The heterogeneity of genetic lesions is much greater than was thought until a couple of years ago. This has been highlighted by liquid biopsy (LB)
[59][60][61]. By ultradeep sequencing of the cell-free circulating tumoral DNA (cfDNA) released by neoplastic cells undergoing apoptosis, it has been shown that the global mutational landscape of DLBCL is indeed wider than that observed in diagnostic biopsies, which means that different mutations can occur at different anatomic sites. Once a standardized methodology is developed and the cost per test is reduced, LB can represent a real-time noninvasive tool for disease monitoring. In fact, patients achieving early molecular response (a 2-log decrease of ctDNA after one cycle of standard chemoimmunotherapy) and major molecular response (a 2.5-log decrease after two cycles) show a significantly superior outcome at 24 months independently of IPI and interim positron emission tomography. Conversely, among treatment-resistant subjects, new mutations are acquired in cfDNA, marking resistant clones selected during the clonal evolution.

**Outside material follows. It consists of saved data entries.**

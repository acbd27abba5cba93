//! Seeded Lloyd's k-means over normalized audio features.
//!
//! The fitted centroids partition the catalog once at build time and are
//! reused unchanged for every request. Prediction lives on [`KMeansModel`]
//! only; a model exists if and only if `fit` succeeded, so "predict before
//! fit" is unrepresentable rather than a runtime panic.

use anyhow::{bail, Result};
use rand::rngs::StdRng;
use rand::SeedableRng;
use rayon::prelude::*;

use crate::catalog::{FeatureRow, FEATURE_COUNT};

/// Default iteration cap; assignments almost always stabilize well before.
const DEFAULT_MAX_ITER: usize = 100;

/// K-means fitting configuration.
#[derive(Debug, Clone)]
pub struct KMeans {
    k: usize,
    seed: u64,
    max_iter: usize,
}

impl KMeans {
    #[must_use]
    pub fn new(k: usize, seed: u64) -> Self {
        Self {
            k,
            seed,
            max_iter: DEFAULT_MAX_ITER,
        }
    }

    #[must_use]
    pub fn with_max_iter(mut self, max_iter: usize) -> Self {
        self.max_iter = max_iter;
        self
    }

    /// Fit centroids over the given rows.
    ///
    /// Initialization draws `k` distinct rows with a seeded RNG, so a fixed
    /// seed reproduces the same partition. Iteration alternates assignment
    /// (nearest centroid by Euclidean distance, ties to the lowest centroid
    /// index) and centroid recomputation (mean of assigned rows; a cluster
    /// that loses all members keeps its previous centroid) until assignments
    /// stop changing or the iteration cap is hit.
    pub fn fit(&self, rows: &[FeatureRow]) -> Result<KMeansModel> {
        if self.k == 0 {
            bail!("cluster count must be at least 1");
        }
        if rows.len() < self.k {
            bail!(
                "cannot fit {} clusters over {} rows; the catalog is too small",
                self.k,
                rows.len()
            );
        }

        let mut rng = StdRng::seed_from_u64(self.seed);
        let chosen = rand::seq::index::sample(&mut rng, rows.len(), self.k);
        let mut centroids: Vec<FeatureRow> = chosen.iter().map(|i| rows[i]).collect();

        // usize::MAX forces at least one full assignment pass.
        let mut assignments = vec![usize::MAX; rows.len()];
        let mut iterations = 0;
        for iter in 0..self.max_iter {
            iterations = iter + 1;
            let next: Vec<usize> = rows
                .par_iter()
                .map(|row| nearest_centroid(&centroids, row))
                .collect();
            if next == assignments {
                break;
            }
            assignments = next;

            let mut sums = vec![[0.0; FEATURE_COUNT]; self.k];
            let mut counts = vec![0usize; self.k];
            for (row, &cluster) in rows.iter().zip(&assignments) {
                counts[cluster] += 1;
                for (sum, value) in sums[cluster].iter_mut().zip(row) {
                    *sum += value;
                }
            }
            for (centroid, (sum, count)) in centroids.iter_mut().zip(sums.iter().zip(&counts)) {
                if *count > 0 {
                    for (c, s) in centroid.iter_mut().zip(sum) {
                        *c = s / *count as f64;
                    }
                }
            }
        }

        log::debug!(
            "k-means converged after {iterations} iteration(s) for k={}",
            self.k
        );

        Ok(KMeansModel { centroids })
    }
}

/// Fitted centroids. Immutable after fit; safe to share read-only.
#[derive(Debug, Clone, PartialEq)]
pub struct KMeansModel {
    centroids: Vec<FeatureRow>,
}

impl KMeansModel {
    #[must_use]
    pub fn k(&self) -> usize {
        self.centroids.len()
    }

    #[must_use]
    pub fn centroids(&self) -> &[FeatureRow] {
        &self.centroids
    }

    /// Nearest fitted centroid for one row. Centroids do not move.
    #[must_use]
    pub fn predict(&self, row: &FeatureRow) -> usize {
        nearest_centroid(&self.centroids, row)
    }

    /// Nearest fitted centroid for every row.
    #[must_use]
    pub fn predict_all(&self, rows: &[FeatureRow]) -> Vec<usize> {
        rows.par_iter().map(|row| self.predict(row)).collect()
    }
}

/// Index of the closest centroid by squared Euclidean distance.
/// Ties break towards the lowest centroid index.
fn nearest_centroid(centroids: &[FeatureRow], row: &FeatureRow) -> usize {
    let mut best = 0;
    let mut best_dist = f64::INFINITY;
    for (i, centroid) in centroids.iter().enumerate() {
        let dist: f64 = centroid
            .iter()
            .zip(row)
            .map(|(c, v)| (c - v) * (c - v))
            .sum();
        if dist < best_dist {
            best = i;
            best_dist = dist;
        }
    }
    best
}

#[cfg(test)]
mod tests {
    use super::*;

    /// Two tight blobs far apart plus one straggler.
    fn blobs() -> Vec<FeatureRow> {
        vec![
            [0.1, 0.1, 0.1, 0.1, 0.1],
            [0.12, 0.1, 0.08, 0.1, 0.11],
            [0.09, 0.12, 0.1, 0.12, 0.1],
            [0.9, 0.9, 0.9, 0.9, 0.9],
            [0.88, 0.91, 0.9, 0.89, 0.9],
            [0.91, 0.9, 0.92, 0.9, 0.88],
        ]
    }

    #[test]
    fn fit_rejects_zero_clusters() {
        assert!(KMeans::new(0, 42).fit(&blobs()).is_err());
    }

    #[test]
    fn fit_rejects_more_clusters_than_rows() {
        assert!(KMeans::new(10, 42).fit(&blobs()).is_err());
    }

    #[test]
    fn fit_separates_obvious_blobs() {
        let model = KMeans::new(2, 42).fit(&blobs()).expect("fit should succeed");
        let labels = model.predict_all(&blobs());

        // All points in one blob share a label, and the blobs differ.
        assert_eq!(labels[0], labels[1]);
        assert_eq!(labels[1], labels[2]);
        assert_eq!(labels[3], labels[4]);
        assert_eq!(labels[4], labels[5]);
        assert_ne!(labels[0], labels[3]);
    }

    #[test]
    fn fit_is_reproducible_for_a_fixed_seed() {
        let rows = blobs();
        let a = KMeans::new(2, 7).fit(&rows).expect("fit should succeed");
        let b = KMeans::new(2, 7).fit(&rows).expect("fit should succeed");
        assert_eq!(a, b);
    }

    #[test]
    fn predict_does_not_move_centroids() {
        let model = KMeans::new(2, 42).fit(&blobs()).expect("fit should succeed");
        let before = model.centroids().to_vec();
        // A point far outside the fit domain still gets a nearest centroid.
        let _ = model.predict(&[5.0, 5.0, 5.0, 5.0, 5.0]);
        assert_eq!(model.centroids(), before.as_slice());
    }

    #[test]
    fn equidistant_row_goes_to_lowest_centroid_index() {
        // Fit on two mirrored points so the centroids sit exactly on them.
        let rows = [[0.0, 0.0, 0.0, 0.0, 0.0], [1.0, 1.0, 1.0, 1.0, 1.0]];
        let model = KMeans::new(2, 42).fit(&rows).expect("fit should succeed");
        let midpoint = [0.5, 0.5, 0.5, 0.5, 0.5];
        assert_eq!(model.predict(&midpoint), 0);
    }

    #[test]
    fn iteration_cap_is_honored() {
        // One pass only; still yields a usable model.
        let model = KMeans::new(2, 42)
            .with_max_iter(1)
            .fit(&blobs())
            .expect("fit should succeed");
        assert_eq!(model.k(), 2);
    }
}
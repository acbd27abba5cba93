//! # Catalog Module
//!
//! The track catalog is the read-mostly heart of Moodtune: an ordered list of
//! tracks, the min-max bounds fitted over their audio features, and the fitted
//! cluster centroids. All three are computed exactly once when the catalog is
//! built and never change afterwards, so a catalog can be shared read-only
//! between requests.
//!
//! Anything a single request derives from the catalog (cluster assignments,
//! preference boosts, recommendation scores) lives in per-request structures
//! owned by the caller, never on the catalog itself.

use anyhow::{Context, Result};
use rayon::prelude::*;
use serde::{Deserialize, Serialize};
use std::fs;
use std::path::Path;

use crate::cluster::{KMeans, KMeansModel};
use crate::normalize::MinMaxScaler;

/// Number of audio features used for clustering and similarity.
pub const FEATURE_COUNT: usize = 5;

/// The fixed feature set, in matrix column order.
pub const FEATURES: [&str; FEATURE_COUNT] =
    ["valence", "energy", "danceability", "acousticness", "tempo"];

/// Number of clusters fitted over the catalog.
///
/// Note the asymmetry: the mood mapper only ever selects cluster ids 0-3.
/// That is deliberate compatibility with the reference behavior, see
/// [`crate::mood`].
pub const CLUSTER_COUNT: usize = 7;

/// Fixed seed for centroid initialization, so a rebuilt catalog clusters
/// identically.
pub const CLUSTER_SEED: u64 = 42;

/// Feature row in catalog column order.
pub type FeatureRow = [f64; FEATURE_COUNT];

/// One catalog entry with its raw audio features.
///
/// `track_name` + `artist_name` form the de-duplication identifier. It is not
/// guaranteed globally unique; selection treats every entry sharing the pair
/// as the same song.
#[derive(Debug, Clone, PartialEq, Serialize, Deserialize)]
pub struct Track {
    pub track_name: String,
    pub artist_name: String,
    pub valence: f64,
    pub energy: f64,
    pub danceability: f64,
    pub acousticness: f64,
    pub tempo: f64,
    /// Popularity score, 0-100.
    #[serde(default)]
    pub popularity: u8,
}

impl Track {
    /// The raw feature row, in [`FEATURES`] order.
    #[must_use]
    pub fn features(&self) -> FeatureRow {
        [
            self.valence,
            self.energy,
            self.danceability,
            self.acousticness,
            self.tempo,
        ]
    }

    /// De-duplication key: track name plus artist name.
    #[must_use]
    pub fn key(&self) -> (&str, &str) {
        (&self.track_name, &self.artist_name)
    }
}

/// The full catalog with its fitted normalization bounds and cluster model.
///
/// Built once per process lifetime; read-only afterwards. No online
/// re-fitting ever happens.
#[derive(Debug, Clone)]
pub struct Catalog {
    tracks: Vec<Track>,
    normalized: Vec<FeatureRow>,
    scaler: MinMaxScaler,
    model: KMeansModel,
}

impl Catalog {
    /// Build a catalog with the reference cluster count and seed.
    pub fn build(tracks: Vec<Track>) -> Result<Self> {
        Self::build_with(tracks, CLUSTER_COUNT, CLUSTER_SEED)
    }

    /// Build a catalog with explicit clustering parameters.
    ///
    /// Fits the scaler over the full track list, derives the normalized
    /// feature copy of every track, and fits the cluster model, exactly
    /// once, in that order. Fails on an empty catalog or fewer tracks than
    /// clusters; serving is never allowed to start from a half-fitted state.
    pub fn build_with(tracks: Vec<Track>, k: usize, seed: u64) -> Result<Self> {
        let rows: Vec<FeatureRow> = tracks.iter().map(Track::features).collect();
        let scaler = MinMaxScaler::fit(&rows).context("Failed to fit feature scaler")?;
        let normalized: Vec<FeatureRow> = rows.par_iter().map(|row| scaler.transform(row)).collect();
        let model = KMeans::new(k, seed)
            .fit(&normalized)
            .context("Failed to fit cluster model")?;

        log::info!(
            "Catalog built: {} tracks, {} clusters (seed {seed})",
            tracks.len(),
            k
        );

        Ok(Self {
            tracks,
            normalized,
            scaler,
            model,
        })
    }

    #[must_use]
    pub fn tracks(&self) -> &[Track] {
        &self.tracks
    }

    /// Normalized feature copy of every track, same order as [`tracks`].
    ///
    /// [`tracks`]: Self::tracks
    #[must_use]
    pub fn normalized(&self) -> &[FeatureRow] {
        &self.normalized
    }

    #[must_use]
    pub fn scaler(&self) -> &MinMaxScaler {
        &self.scaler
    }

    #[must_use]
    pub fn model(&self) -> &KMeansModel {
        &self.model
    }

    #[must_use]
    pub fn len(&self) -> usize {
        self.tracks.len()
    }

    #[must_use]
    pub fn is_empty(&self) -> bool {
        self.tracks.is_empty()
    }

    /// Fresh cluster assignment for one request.
    ///
    /// The fitted centroids never move, so repeated assignments agree with
    /// each other; handing out a per-request copy keeps concurrent requests
    /// from sharing mutable scratch state.
    #[must_use]
    pub fn assign_clusters(&self) -> Vec<usize> {
        self.model.predict_all(&self.normalized)
    }
}

/// Read a track list from a JSON file (an array of track objects).
///
/// This is the import side of `init-catalog`; the cleaned source dataset is
/// expected to already carry the five audio features per entry.
pub fn read_tracks_json(path: &Path) -> Result<Vec<Track>> {
    let raw = fs::read_to_string(path)
        .with_context(|| format!("Failed to read catalog file {}", path.display()))?;
    let tracks: Vec<Track> = serde_json::from_str(&raw)
        .with_context(|| format!("Catalog file {} is not a JSON track array", path.display()))?;
    Ok(tracks)
}
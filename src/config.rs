//! # Configuration Module
//!
//! Handles data directory setup and runtime configuration for Moodtune.
//! The catalog database lives in the platform-standard data directory:
//!
//! - Linux: `~/.local/share/moodtune/`
//! - macOS: `~/Library/Application Support/moodtune/`
//! - Windows: `%APPDATA%\moodtune\`
//!
//! The sentiment scorer command can be configured per invocation
//! (`--sentiment-cmd`) or through the `MOODTUNE_SENTIMENT_CMD` environment
//! variable.

use anyhow::{Context, Result};
use std::fs;
use std::path::PathBuf;

/// Returns the platform-appropriate catalog database path, creating the
/// `moodtune` data subdirectory if needed.
pub fn get_db_path() -> Result<PathBuf> {
    Ok(get_data_dir()?.join("catalog.db"))
}

/// Returns the platform-appropriate data directory for Moodtune.
pub fn get_data_dir() -> Result<PathBuf> {
    let data_dir = dirs::data_dir().ok_or_else(|| {
        anyhow::anyhow!("Could not determine system data directory for this platform.")
    })?;

    let moodtune_dir = data_dir.join("moodtune");
    fs::create_dir_all(&moodtune_dir).with_context(|| {
        format!(
            "Failed to create Moodtune data directory at {}. Please check file permissions.",
            moodtune_dir.display()
        )
    })?;

    Ok(moodtune_dir)
}

/// Resolved runtime configuration for one invocation.
#[derive(Debug, Clone)]
pub struct RuntimeConfig {
    /// Path to the catalog database file.
    pub db_path: PathBuf,
}

impl RuntimeConfig {
    /// Resolve the database path from an explicit override or the platform
    /// default.
    pub fn resolve(db_override: Option<PathBuf>) -> Result<Self> {
        let db_path = match db_override {
            Some(path) => path,
            None => get_db_path()?,
        };
        Ok(Self { db_path })
    }
}

#[cfg(test)]
mod tests {
    use super::*;

    #[test]
    fn db_path_lands_in_the_moodtune_directory() {
        let path = get_db_path().expect("should resolve");
        assert!(path.is_absolute());
        assert!(path.to_string_lossy().ends_with("catalog.db"));
        assert_eq!(path.parent().unwrap().file_name().unwrap(), "moodtune");
    }

    #[test]
    fn data_directory_is_created() {
        let dir = get_data_dir().expect("should resolve");
        assert!(dir.exists());
        assert!(dir.is_dir());
    }

    #[test]
    fn explicit_db_override_wins() {
        let config = RuntimeConfig::resolve(Some(PathBuf::from("/tmp/test-catalog.db")))
            .expect("should resolve");
        assert_eq!(config.db_path, PathBuf::from("/tmp/test-catalog.db"));
    }
}
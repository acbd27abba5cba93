//! Request pipeline: one JSON object in, one JSON object out.
//!
//! The flow per request: score sentiment → map mood → fresh cluster
//! assignment → optional enrichment → mode decision → selection → strip
//! scratch state. Enrichment failures are absorbed before they reach this
//! level; anything else bubbles up so the caller can emit the single
//! `{"error": ...}` object.

use anyhow::Result;
use log::{debug, info};
use serde::{Deserialize, Serialize};

use crate::catalog::{Catalog, Track};
use crate::enrich::{self, Enrichment, PreferenceSource};
use crate::mood;
use crate::selector::{self, SelectionMode};
use crate::sentiment::SentimentScorer;

/// Default playlist length.
pub const DEFAULT_NUM_SONGS: usize = 10;

/// The recognized request fields. Unknown fields are ignored; a missing
/// `mood` is tolerated and treated as empty (neutral).
#[derive(Debug, Clone, Default, Deserialize)]
pub struct RecommendRequest {
    #[serde(default)]
    pub mood: String,
    #[serde(default)]
    pub user_id: Option<String>,
    #[serde(default)]
    pub num_songs: Option<usize>,
}

/// One recommended track: original audio attributes only, in selection
/// order. No scoring scratch ever leaks into this shape.
#[derive(Debug, Clone, PartialEq, Serialize)]
pub struct RecommendedTrack {
    pub track_name: String,
    pub artist_name: String,
    pub valence: f64,
    pub energy: f64,
    pub danceability: f64,
    pub acousticness: f64,
    pub tempo: f64,
}

impl From<&Track> for RecommendedTrack {
    fn from(track: &Track) -> Self {
        Self {
            track_name: track.track_name.clone(),
            artist_name: track.artist_name.clone(),
            valence: track.valence,
            energy: track.energy,
            danceability: track.danceability,
            acousticness: track.acousticness,
            tempo: track.tempo,
        }
    }
}

/// Successful response body.
#[derive(Debug, Serialize)]
pub struct RecommendResponse {
    pub sentiment_score: f64,
    pub recommendations: Vec<RecommendedTrack>,
}

/// Run one recommendation request end to end.
///
/// `preferences` is the optional external preference store; it is only
/// consulted when the request names a user. The scorer is only consulted for
/// non-empty mood text; empty input is neutral by definition, with no
/// collaborator round trip.
pub fn handle_request(
    catalog: &Catalog,
    scorer: &dyn SentimentScorer,
    preferences: Option<&dyn PreferenceSource>,
    request: &RecommendRequest,
) -> Result<RecommendResponse> {
    let sentiment_score = if request.mood.trim().is_empty() {
        debug!("Empty mood text, defaulting to neutral sentiment");
        0.0
    } else {
        scorer.score(&request.mood)?
    };

    let target = mood::map_sentiment(sentiment_score);
    let num_songs = request.num_songs.unwrap_or(DEFAULT_NUM_SONGS);
    info!(
        "Sentiment {sentiment_score:.3} -> cluster {}, valence {:.2}..{:.2}, {} song(s)",
        target.cluster, target.start_valence, target.end_valence, num_songs
    );

    // Fresh per-request cluster assignment; the fitted centroids never move,
    // so this is stable, but the copy is ours alone to consume.
    let clusters = catalog.assign_clusters();

    let enrichment = match (&request.user_id, preferences) {
        (Some(user_id), Some(source)) => enrich::enrich(catalog, source, user_id),
        _ => Enrichment::unenriched(catalog.len()),
    };
    let mode = decide_mode(catalog, enrichment);

    let picked = selector::select(catalog, &clusters, &target, num_songs, &mode);
    let recommendations = picked.into_iter().map(RecommendedTrack::from).collect();

    Ok(RecommendResponse {
        sentiment_score,
        recommendations,
    })
}

/// Pick the selection mode once, from the personalization inputs that exist:
/// liked-track vectors beat scalar boosts beat the plain trajectory walk.
fn decide_mode(catalog: &Catalog, enrichment: Enrichment) -> SelectionMode {
    if let Some(user_mean) = selector::user_mean(catalog, &enrichment.liked) {
        debug!("Selection mode: similarity ({} liked tracks)", enrichment.liked.len());
        SelectionMode::SimilarityScored { user_mean }
    } else if enrichment.has_boosts() {
        debug!("Selection mode: boost-only");
        SelectionMode::BoostScored {
            boosts: enrichment.boosts,
        }
    } else {
        debug!("Selection mode: trajectory walk");
        SelectionMode::TrajectoryWalk
    }
}

#[cfg(test)]
mod tests {
    use super::*;
    use crate::enrich::PreferenceTrack;
    use crate::sentiment::FixedScorer;
    use anyhow::anyhow;

    struct UnreachableSource;

    impl PreferenceSource for UnreachableSource {
        fn fetch_preferences(&self, _user_id: &str) -> Result<Vec<PreferenceTrack>> {
            Err(anyhow!("connection refused"))
        }
    }

    struct FailingScorer;

    impl SentimentScorer for FailingScorer {
        fn score(&self, _text: &str) -> Result<f64> {
            Err(anyhow!("scorer unavailable"))
        }
    }

    fn track(name: &str, valence: f64) -> Track {
        Track {
            track_name: name.to_string(),
            artist_name: "Artist".to_string(),
            valence,
            energy: valence,
            danceability: 0.5,
            acousticness: 0.5,
            tempo: 100.0 + valence * 80.0,
            popularity: 50,
        }
    }

    fn fixture() -> Catalog {
        let tracks: Vec<Track> = (0..24)
            .map(|i| track(&format!("t{i:02}"), f64::from(i) / 23.0))
            .collect();
        Catalog::build(tracks).expect("fixture catalog should build")
    }

    #[test]
    fn empty_mood_is_neutral_without_calling_the_scorer() {
        let catalog = fixture();
        let request = RecommendRequest {
            mood: "   ".to_string(),
            ..Default::default()
        };

        // A failing scorer proves the collaborator is never invoked.
        let response =
            handle_request(&catalog, &FailingScorer, None, &request).expect("request should succeed");
        assert_eq!(response.sentiment_score, 0.0);
    }

    #[test]
    fn scorer_failure_surfaces_as_request_error() {
        let catalog = fixture();
        let request = RecommendRequest {
            mood: "pretty gloomy out".to_string(),
            ..Default::default()
        };
        assert!(handle_request(&catalog, &FailingScorer, None, &request).is_err());
    }

    #[test]
    fn recommendations_are_distinct_and_capped() {
        let catalog = fixture();
        let request = RecommendRequest {
            mood: "fine".to_string(),
            num_songs: Some(5),
            ..Default::default()
        };

        let response = handle_request(&catalog, &FixedScorer(0.5), None, &request)
            .expect("request should succeed");
        assert!(response.recommendations.len() <= 5);
        let mut keys: Vec<_> = response
            .recommendations
            .iter()
            .map(|r| (r.track_name.clone(), r.artist_name.clone()))
            .collect();
        keys.sort();
        keys.dedup();
        assert_eq!(keys.len(), response.recommendations.len());
    }

    #[test]
    fn unreachable_preference_store_still_yields_recommendations() {
        let catalog = fixture();
        let request = RecommendRequest {
            mood: "okay I guess".to_string(),
            user_id: Some("u1".to_string()),
            ..Default::default()
        };

        let response = handle_request(
            &catalog,
            &FixedScorer(0.0),
            Some(&UnreachableSource),
            &request,
        )
        .expect("enrichment failure must not surface");
        assert_eq!(response.sentiment_score, 0.0);
        // Degraded to Mode A; the response shape is still valid.
        assert!(response.recommendations.len() <= DEFAULT_NUM_SONGS);
    }

    #[test]
    fn missing_user_skips_enrichment_entirely() {
        let catalog = fixture();
        let request = RecommendRequest {
            mood: "great!".to_string(),
            ..Default::default()
        };
        // No preference source at all; must behave exactly like Mode A.
        let response = handle_request(&catalog, &FixedScorer(0.9), None, &request)
            .expect("request should succeed");
        assert_eq!(response.sentiment_score, 0.9);
    }

    #[test]
    fn response_serializes_without_scratch_fields() {
        let catalog = fixture();
        let request = RecommendRequest {
            mood: String::new(),
            ..Default::default()
        };
        let response = handle_request(&catalog, &FixedScorer(0.0), None, &request)
            .expect("request should succeed");

        let json = serde_json::to_value(&response).expect("serialize");
        assert!(json.get("sentiment_score").is_some());
        let recs = json["recommendations"].as_array().expect("array");
        for rec in recs {
            let obj = rec.as_object().expect("object");
            assert_eq!(obj.len(), 7, "only the original track attributes");
            assert!(obj.contains_key("track_name"));
            assert!(obj.contains_key("tempo"));
            assert!(!obj.contains_key("popularity"));
            assert!(!obj.contains_key("cluster"));
        }
    }

    #[test]
    fn request_tolerates_missing_fields() {
        let request: RecommendRequest = serde_json::from_str("{}").expect("parse");
        assert_eq!(request.mood, "");
        assert!(request.user_id.is_none());
        assert!(request.num_songs.is_none());
    }
}
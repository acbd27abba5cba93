//! Sentiment scoring collaborator.
//!
//! Text classification is deliberately opaque here: the pipeline only needs
//! "given text, return a scalar in roughly [-1, 1]". The production
//! implementation shells out to whatever external scorer is configured,
//! exchanging a single JSON object in each direction, the same contract the
//! surrounding process speaks on its own stdin/stdout.

use anyhow::{bail, Context, Result};
use log::debug;
use serde::Deserialize;
use std::io::Write;
use std::process::{Command, Stdio};

/// Scalar sentiment in approximately [-1, 1] for free text.
pub trait SentimentScorer {
    fn score(&self, text: &str) -> Result<f64>;
}

/// Output contract of the external scorer.
#[derive(Debug, Deserialize)]
struct ScoreOutput {
    sentiment_score: f64,
}

/// Spawns an external scoring command per request.
///
/// Writes `{"text": ...}` to the child's stdin and expects
/// `{"sentiment_score": ...}` on its stdout. Non-zero exit status or
/// malformed output is a request error, not a silent neutral.
#[derive(Debug, Clone)]
pub struct CommandScorer {
    command: Vec<String>,
}

impl CommandScorer {
    /// Build from a whitespace-separated command line, e.g.
    /// `python3 sentiment.py`.
    pub fn new(command_line: &str) -> Result<Self> {
        let command: Vec<String> = command_line.split_whitespace().map(str::to_owned).collect();
        if command.is_empty() {
            bail!("sentiment command is empty");
        }
        Ok(Self { command })
    }
}

impl SentimentScorer for CommandScorer {
    fn score(&self, text: &str) -> Result<f64> {
        let payload = serde_json::json!({ "text": text }).to_string();
        debug!("Invoking sentiment command `{}`", self.command[0]);

        let mut child = Command::new(&self.command[0])
            .args(&self.command[1..])
            .stdin(Stdio::piped())
            .stdout(Stdio::piped())
            .stderr(Stdio::piped())
            .spawn()
            .with_context(|| format!("Failed to spawn sentiment command `{}`", self.command[0]))?;

        child
            .stdin
            .as_mut()
            .context("Sentiment command has no stdin")?
            .write_all(payload.as_bytes())
            .context("Failed to write request to sentiment command")?;

        let output = child
            .wait_with_output()
            .context("Sentiment command did not finish")?;
        if !output.status.success() {
            bail!(
                "sentiment command exited with {}: {}",
                output.status,
                String::from_utf8_lossy(&output.stderr).trim()
            );
        }

        let parsed: ScoreOutput = serde_json::from_slice(&output.stdout)
            .context("Sentiment command produced invalid JSON")?;
        debug!("Sentiment score {:.4}", parsed.sentiment_score);
        Ok(parsed.sentiment_score)
    }
}

/// Fixed score, for tests and offline runs (`--score`).
#[derive(Debug, Clone, Copy)]
pub struct FixedScorer(pub f64);

impl SentimentScorer for FixedScorer {
    fn score(&self, _text: &str) -> Result<f64> {
        Ok(self.0)
    }
}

The continuous development of sequencing and bioinformatic techniques will allow us to achieve the long searched-for goal of using customized therapies based on the molecular characteristics of each individual tumor. Some approaches do appear to be more easily and cheaply applicable to daily life. Nevertheless, the more comprehensive the bioinformatic approach is, the higher the likelihood of overcoming today’s standard chemoimmunotherapy and designing chemotherapy-free protocols capable of curing most (if not all) patients, with minimal or no toxic effects.